Впрочем, Татарский никогда не был большим моралистом, поэтому его занимала не столько оценка происходящего, сколько проблема выживания.

"Никаких связей, которые могли бы ему помочь, у него не было, поэтому он подошел к делу самым простым образом — устроился продавцом в коммерческий ларёк недалеко от дома".

***

Сюжет романа гораздо более линеен, чем в «Чапаеве и Пустоте». Карьера Вавилена Татарского катится, в общем, как по рельсам. При этом сам герой, как легко заметить, абсолютно инфантилен и самостоятельных действий почти не предпринимает. Его откровенно ведут. А вот кто ведёт, куда и зачем — собственно говоря, и есть «соль» книги.

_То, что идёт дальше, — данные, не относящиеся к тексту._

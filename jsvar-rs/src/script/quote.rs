//! Quoted-string scanning shared by the stripper and the extractor.
//!
//! A quote preceded by an odd number of backslashes is escaped; an even
//! number (including zero) terminates the string.  Rather than counting
//! backslashes backwards from every quote, the scanner lets each backslash
//! consume the character after it, which yields the same parity.

/// Where a quoted string ends.
#[derive(Debug, Clone, Copy, PartialEq, Eq)]
pub enum QuoteEnd {
    /// Terminated by a matching quote; the offset is just past it.
    Closed(usize),
    /// No closing quote before an unescaped line terminator or end of input;
    /// the offset is where the string stops (the terminator is not included).
    Open(usize),
}

impl QuoteEnd {
    pub fn end(self) -> usize {
        match self {
            QuoteEnd::Closed(n) | QuoteEnd::Open(n) => n,
        }
    }

    pub fn is_closed(self) -> bool {
        matches!(self, QuoteEnd::Closed(_))
    }
}

/// Scan the quoted string whose opening quote is `src[start]`.
pub fn scan_quoted(src: &[u8], start: usize) -> QuoteEnd {
    let quote = src[start];
    let mut pos = start + 1;
    while pos < src.len() {
        let b = src[pos];
        if b == quote {
            return QuoteEnd::Closed(pos + 1);
        }
        if b == b'\\' {
            pos += 1;
            // An escaped line terminator is a continuation, `\r\n` included.
            pos += line_terminator_len(src, pos).unwrap_or(1);
            continue;
        }
        if line_terminator_len(src, pos).is_some() {
            return QuoteEnd::Open(pos);
        }
        pos += 1;
    }
    QuoteEnd::Open(src.len())
}

/// Length in bytes of the line terminator starting at `pos`, if any.
///
/// Recognises `\n`, `\r\n`, a lone `\r`, U+2028 and U+2029.
pub fn line_terminator_len(src: &[u8], pos: usize) -> Option<usize> {
    match *src.get(pos)? {
        b'\n' => Some(1),
        b'\r' => Some(if src.get(pos + 1) == Some(&b'\n') { 2 } else { 1 }),
        0xE2 if src.get(pos + 1) == Some(&0x80)
            && matches!(src.get(pos + 2), Some(0xA8 | 0xA9)) =>
        {
            Some(3)
        }
        _ => None,
    }
}

/// Characters that may appear inside a script identifier.
pub fn is_ident_char(ch: char) -> bool {
    ch.is_alphanumeric() || ch == '_' || ch == '$'
}

// ── Tests ─────────────────────────────────────────────────────────────────────
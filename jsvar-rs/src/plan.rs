//! Extraction plan files.
//!
//! A plan lists the values to pull out of one page script, one directive per
//! line:
//!
//! | Directive | Action |
//! |-----------|--------|
//! | `/var [-n<nth>] [-t<kind>] [-d<default>] [-a<label>] <name>` | extract a variable |
//! | `/pattern [-n<nth>] [-t<kind>] [-d<default>] [-a<label>] <regex>` | extract the literal after a regex match |
//! | `/set strip=on\|off` | strip comments first (default on) |
//! | `/set optional=on\|off` | drop entries that are not found (default off) |
//! | Lines starting with `;` | comment, ignored |
//! | Any other `/command` | silently skipped |
//!
//! ```text
//! ;; account page
//! /var -tint accountId
//! /var -n1 -a previous_balance balance
//! /pattern -a currency -d'EUR' "data\[\"cur\"\]\s*="
//! ```

use std::path::Path;

use crate::script::{
    get_literal, parse_literal, strip_comments, ExtractError, ExtractResult, ExtractionRequest,
    Kind, LiteralValue,
};

// ── Public API ────────────────────────────────────────────────────────────────

/// A non-fatal error encountered while loading a plan.
#[derive(Debug, Clone, PartialEq, Eq, thiserror::Error)]
#[error("line {line}: {message}")]
pub struct PlanError {
    pub line: usize,
    pub message: String,
}

/// One extraction in a plan.
#[derive(Debug, Clone)]
pub struct PlanEntry {
    /// Name printed next to the value.
    pub label: String,
    pub request: ExtractionRequest,
}

/// A parsed extraction plan.
#[derive(Debug, Clone)]
pub struct Plan {
    pub entries: Vec<PlanEntry>,
    /// Strip comments before extracting.
    pub strip: bool,
    /// Leave out entries whose variable is not found instead of failing.
    pub optional: bool,
}

impl Default for Plan {
    fn default() -> Self {
        Plan {
            entries: Vec::new(),
            strip: true,
            optional: false,
        }
    }
}

impl Plan {
    pub fn new() -> Self {
        Self::default()
    }

    /// Parse a plan string.
    ///
    /// Lines with errors are skipped and reported; the rest of the plan is
    /// still loaded.
    pub fn load_str(s: &str) -> (Self, Vec<PlanError>) {
        let mut plan = Plan::new();
        let mut errors = Vec::new();

        for (i, raw) in s.lines().enumerate() {
            let lineno = i + 1;
            let line = raw.trim();

            if line.is_empty() || line.starts_with(';') {
                continue;
            }

            let Some(rest) = line.strip_prefix('/') else { continue };

            let (cmd, args_str) = rest
                .split_once(|c: char| c.is_ascii_whitespace())
                .unwrap_or((rest, ""));
            let tokens = split_args(args_str.trim());

            let result = match cmd {
                "var" => parse_entry(&tokens, EntryKind::Variable).map(|e| plan.entries.push(e)),
                "pattern" => parse_entry(&tokens, EntryKind::Pattern).map(|e| plan.entries.push(e)),
                "set" => parse_set(&tokens, &mut plan),
                _ => Ok(()),
            };
            if let Err(message) = result {
                errors.push(PlanError { line: lineno, message });
            }
        }

        (plan, errors)
    }

    /// Read and parse a plan file from disk.
    pub fn load_file(path: &Path) -> std::io::Result<(Self, Vec<PlanError>)> {
        let s = std::fs::read_to_string(path)?;
        Ok(Self::load_str(&s))
    }

    /// Add an entry by hand.
    pub fn push(&mut self, label: impl Into<String>, request: ExtractionRequest) {
        self.entries.push(PlanEntry {
            label: label.into(),
            request,
        });
    }

    /// Run every entry against `script`, in plan order.
    pub fn run<'p>(&'p self, script: &str) -> Vec<(&'p str, ExtractResult<LiteralValue>)> {
        let stripped;
        let text = if self.strip {
            stripped = strip_comments(script);
            stripped.as_str()
        } else {
            script
        };

        self.entries
            .iter()
            .map(|e| (e.label.as_str(), get_literal(text, &e.request)))
            .filter(|(label, outcome)| {
                let skip = self.optional && matches!(outcome, Err(ExtractError::NotFound { .. }));
                if skip {
                    tracing::debug!(label, "optional entry not found");
                }
                !skip
            })
            .collect()
    }
}

// ── Argument tokenizer ────────────────────────────────────────────────────────

/// Split `s` into whitespace-delimited tokens, honouring double-quoted
/// strings.  Inside quotes `\"` is a literal quote; every other backslash is
/// kept as written so regexes survive.
fn split_args(s: &str) -> Vec<String> {
    let mut args: Vec<String> = Vec::new();
    let mut cur = String::new();
    let mut in_quotes = false;
    let mut quoted = false;
    let mut chars = s.chars().peekable();

    while let Some(ch) = chars.next() {
        match ch {
            '"' => {
                in_quotes = !in_quotes;
                quoted = true;
            }
            '\\' if in_quotes && chars.peek() == Some(&'"') => {
                cur.push('"');
                chars.next();
            }
            c if c.is_ascii_whitespace() && !in_quotes => {
                if !cur.is_empty() || quoted {
                    args.push(std::mem::take(&mut cur));
                }
                quoted = false;
            }
            c => cur.push(c),
        }
    }
    if !cur.is_empty() || quoted {
        args.push(cur);
    }
    args
}

// ── /var and /pattern ─────────────────────────────────────────────────────────

#[derive(Clone, Copy)]
enum EntryKind {
    Variable,
    Pattern,
}

/// Parse the flags and the single positional argument of `/var` or `/pattern`.
///
/// Value flags may be attached (`-n1`) or separated (`-n 1`); `--` ends the
/// flags, for patterns that start with a dash.
fn parse_entry(tokens: &[String], kind: EntryKind) -> Result<PlanEntry, String> {
    let cmd = match kind {
        EntryKind::Variable => "/var",
        EntryKind::Pattern => "/pattern",
    };
    let mut builder = ExtractionRequest::builder();
    let mut label: Option<String> = None;
    let mut positional: Vec<String> = Vec::new();

    let mut i = 0;
    let mut flags_done = false;
    while i < tokens.len() {
        let tok = &tokens[i];
        i += 1;

        if flags_done || !tok.starts_with('-') || tok.len() == 1 {
            positional.push(tok.clone());
            continue;
        }
        if tok == "--" {
            flags_done = true;
            continue;
        }

        let flag = tok[1..].chars().next().unwrap_or('-');
        let inline = &tok[1 + flag.len_utf8()..];
        let value = if !inline.is_empty() {
            inline.to_owned()
        } else {
            let v = tokens
                .get(i)
                .ok_or_else(|| format!("{cmd}: -{flag} requires a value"))?;
            i += 1;
            v.clone()
        };

        match flag {
            'n' => {
                let nth = value
                    .parse::<usize>()
                    .map_err(|_| format!("{cmd}: invalid occurrence {value:?}"))?;
                builder = builder.nth(nth);
            }
            't' => {
                let kind = value.parse::<Kind>().map_err(|e| format!("{cmd}: {e}"))?;
                builder = builder.expect(kind);
            }
            'd' => {
                let default = parse_literal(&value).map_err(|e| format!("{cmd}: bad default: {e}"))?;
                builder = builder.or_default(default);
            }
            'a' => label = Some(value),
            c => return Err(format!("{cmd}: unknown option -{c}")),
        }
    }

    let target = match positional.as_slice() {
        [one] => one.clone(),
        [] => {
            return Err(match kind {
                EntryKind::Variable => "/var: requires a variable name".into(),
                EntryKind::Pattern => "/pattern: requires a pattern".into(),
            })
        }
        _ => return Err(format!("{cmd}: too many arguments ({})", positional.len())),
    };

    builder = match kind {
        EntryKind::Variable => builder.variable(target.clone()),
        EntryKind::Pattern => builder.pattern(target.clone()),
    };
    let request = builder.build().map_err(|e| format!("{cmd}: {e}"))?;

    Ok(PlanEntry {
        label: label.unwrap_or(target),
        request,
    })
}

// ── /set ──────────────────────────────────────────────────────────────────────

fn parse_set(tokens: &[String], plan: &mut Plan) -> Result<(), String> {
    if tokens.is_empty() {
        return Err("/set: requires an argument".into());
    }

    let (name, value) = if let Some(eq) = tokens[0].find('=') {
        (tokens[0][..eq].to_owned(), tokens[0][eq + 1..].to_owned())
    } else if tokens.len() >= 2 {
        (tokens[0].clone(), tokens[1..].join(" "))
    } else {
        return Err(format!("/set: missing value for '{}'", tokens[0]));
    };

    let flag = parse_switch(&value).ok_or_else(|| format!("/set: {name}: expected on or off, got {value:?}"))?;
    match name.as_str() {
        "strip" => plan.strip = flag,
        "optional" => plan.optional = flag,
        _ => return Err(format!("/set: unknown setting '{name}'")),
    }
    Ok(())
}

fn parse_switch(s: &str) -> Option<bool> {
    match s.to_ascii_lowercase().as_str() {
        "on" | "1" | "yes" | "true" => Some(true),
        "off" | "0" | "no" | "false" => Some(false),
        _ => None,
    }
}

// ── Tests ─────────────────────────────────────────────────────────────────────

#[cfg(test)]
mod tests {
    use super::*;
    use crate::script::Locator;

    // -- split_args -----------------------------------------------------------

    #[test]
    fn split_simple() {
        assert_eq!(split_args("-n1 -tint  accountId"), ["-n1", "-tint", "accountId"]);
    }

    #[test]
    fn split_quoted_spaces() {
        assert_eq!(split_args(r#"-a "my label" x"#), ["-a", "my label", "x"]);
    }

    #[test]
    fn split_keeps_regex_backslashes() {
        assert_eq!(split_args(r#""data\[\"k\"\]\s*=""#), [r#"data\["k"\]\s*="#]);
        assert_eq!(split_args(r"a\.b\s*="), [r"a\.b\s*="]);
    }

    #[test]
    fn split_empty_quoted_token() {
        assert_eq!(split_args(r#"-d "" x"#), ["-d", "", "x"]);
    }

    // -- /var -----------------------------------------------------------------

    #[test]
    fn var_minimal() {
        let (plan, errs) = Plan::load_str("/var accountId");
        assert!(errs.is_empty(), "{errs:?}");
        assert_eq!(plan.entries.len(), 1);
        let e = &plan.entries[0];
        assert_eq!(e.label, "accountId");
        assert!(matches!(e.request.locator(), Locator::Variable(n) if n == "accountId"));
        assert_eq!(e.request.occurrence, 0);
    }

    #[test]
    fn var_with_flags() {
        let (plan, errs) = Plan::load_str("/var -n1 -tint -d0 -a previous balance");
        assert!(errs.is_empty(), "{errs:?}");
        let e = &plan.entries[0];
        assert_eq!(e.label, "previous");
        assert_eq!(e.request.occurrence, 1);
        assert_eq!(e.request.expected_kind, Some(Kind::Int));
        assert_eq!(e.request.default, Some(LiteralValue::Int(0)));
    }

    #[test]
    fn var_separated_flag_values() {
        let (plan, errs) = Plan::load_str("/var -n 2 -t text -d \"'none'\" label");
        assert!(errs.is_empty(), "{errs:?}");
        let e = &plan.entries[0];
        assert_eq!(e.request.occurrence, 2);
        assert_eq!(e.request.expected_kind, Some(Kind::Text));
        assert_eq!(e.request.default, Some(LiteralValue::Text("none".into())));
    }

    #[test]
    fn var_errors() {
        let src = "/var\n/var -nX a\n/var -tlist a\n/var -d foo a\n/var a b\n/var -z a\n/var 9lives\n/var -n";
        let (plan, errs) = Plan::load_str(src);
        assert!(plan.entries.is_empty());
        let lines: Vec<usize> = errs.iter().map(|e| e.line).collect();
        assert_eq!(lines, [1, 2, 3, 4, 5, 6, 7, 8]);
        assert!(errs[0].message.contains("requires a variable name"));
        assert!(errs[5].message.contains("unknown option -z"));
        assert!(errs[6].message.contains("conflicting request"));
    }

    // -- /pattern -------------------------------------------------------------

    #[test]
    fn pattern_entry() {
        let (plan, errs) = Plan::load_str(r#"/pattern -a currency "data\[\"cur\"\]\s*=""#);
        assert!(errs.is_empty(), "{errs:?}");
        let e = &plan.entries[0];
        assert_eq!(e.label, "currency");
        assert!(matches!(e.request.locator(), Locator::Pattern(re) if re.as_str() == r#"data\["cur"\]\s*="#));
    }

    #[test]
    fn pattern_after_double_dash() {
        let (plan, errs) = Plan::load_str("/pattern -- -x=");
        assert!(errs.is_empty(), "{errs:?}");
        assert_eq!(plan.entries[0].label, "-x=");
    }

    #[test]
    fn invalid_pattern_is_error() {
        let (_, errs) = Plan::load_str("/pattern (open");
        assert_eq!(errs.len(), 1);
        assert!(errs[0].message.contains("invalid pattern"));
    }

    // -- /set -----------------------------------------------------------------

    #[test]
    fn set_switches() {
        let (plan, errs) = Plan::load_str("/set strip=off\n/set optional on");
        assert!(errs.is_empty(), "{errs:?}");
        assert!(!plan.strip);
        assert!(plan.optional);
    }

    #[test]
    fn set_errors() {
        let (_, errs) = Plan::load_str("/set strip=maybe\n/set colour=on\n/set strip");
        assert_eq!(errs.len(), 3);
    }

    // -- Comments & skipping --------------------------------------------------

    #[test]
    fn comments_and_unknown_commands() {
        let (plan, errs) = Plan::load_str(";; header\n\n/fetch http://x\nnot a directive\n/var x");
        assert!(errs.is_empty(), "{errs:?}");
        assert_eq!(plan.entries.len(), 1);
    }

    // -- run ------------------------------------------------------------------

    #[test]
    fn run_in_order() {
        let (plan, errs) = Plan::load_str("/var b\n/var a\n/var -n1 a");
        assert!(errs.is_empty(), "{errs:?}");
        let out = plan.run("var a = 1; // b = 0\nvar b = 'x'; a = 2;");
        assert_eq!(
            out,
            vec![
                ("b", Ok(LiteralValue::Text("x".into()))),
                ("a", Ok(LiteralValue::Int(1))),
                ("a", Ok(LiteralValue::Int(2))),
            ]
        );
    }

    #[test]
    fn run_without_strip_sees_comments() {
        let (plan, _) = Plan::load_str("/set strip=off\n/var b");
        let out = plan.run("// b = 0\nb = 1;");
        assert_eq!(out, vec![("b", Ok(LiteralValue::Int(0)))]);
    }

    #[test]
    fn run_reports_not_found() {
        let (plan, _) = Plan::load_str("/var missing");
        let out = plan.run("x = 1;");
        assert!(matches!(out[0].1, Err(ExtractError::NotFound { .. })));
    }

    #[test]
    fn run_optional_drops_not_found_only() {
        let (plan, _) = Plan::load_str("/set optional=on\n/var missing\n/var -tint x\n/var y");
        let out = plan.run("x = 'a'; y = 2;");
        assert_eq!(out.len(), 2);
        assert_eq!(out[0].0, "x");
        assert!(matches!(out[0].1, Err(ExtractError::TypeMismatch { .. })));
        assert_eq!(out[1], ("y", Ok(LiteralValue::Int(2))));
    }

    #[test]
    fn load_file_reads_disk() {
        use std::io::Write;
        let mut f = tempfile::NamedTempFile::new().unwrap();
        writeln!(f, "/var total").unwrap();
        let (plan, errs) = Plan::load_file(f.path()).unwrap();
        assert!(errs.is_empty());
        assert_eq!(plan.entries[0].label, "total");
    }

    #[test]
    fn push_by_hand() {
        let mut plan = Plan::new();
        plan.push("n", ExtractionRequest::variable("n").unwrap());
        assert_eq!(plan.run("n = 5"), vec![("n", Ok(LiteralValue::Int(5)))]);
    }
}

Приятели Татарского — Сергей Морковин (сокурсник по Литинституту) и Андрей Гиреев (одноклассник), которые, каждый по-своему, продвигают главного героя, только слуги этой потусторонней силы.

Обязанности по «заботе» о Татарском между этими двумя «апостолами» строго поделены. Морковин занимается бизнесом, Гиреев — душой.

Обоих Татарский — давно после института и тем более после школы — встречает как бы невзначай, каждого — в свой срок, в нужное время и в нужном месте.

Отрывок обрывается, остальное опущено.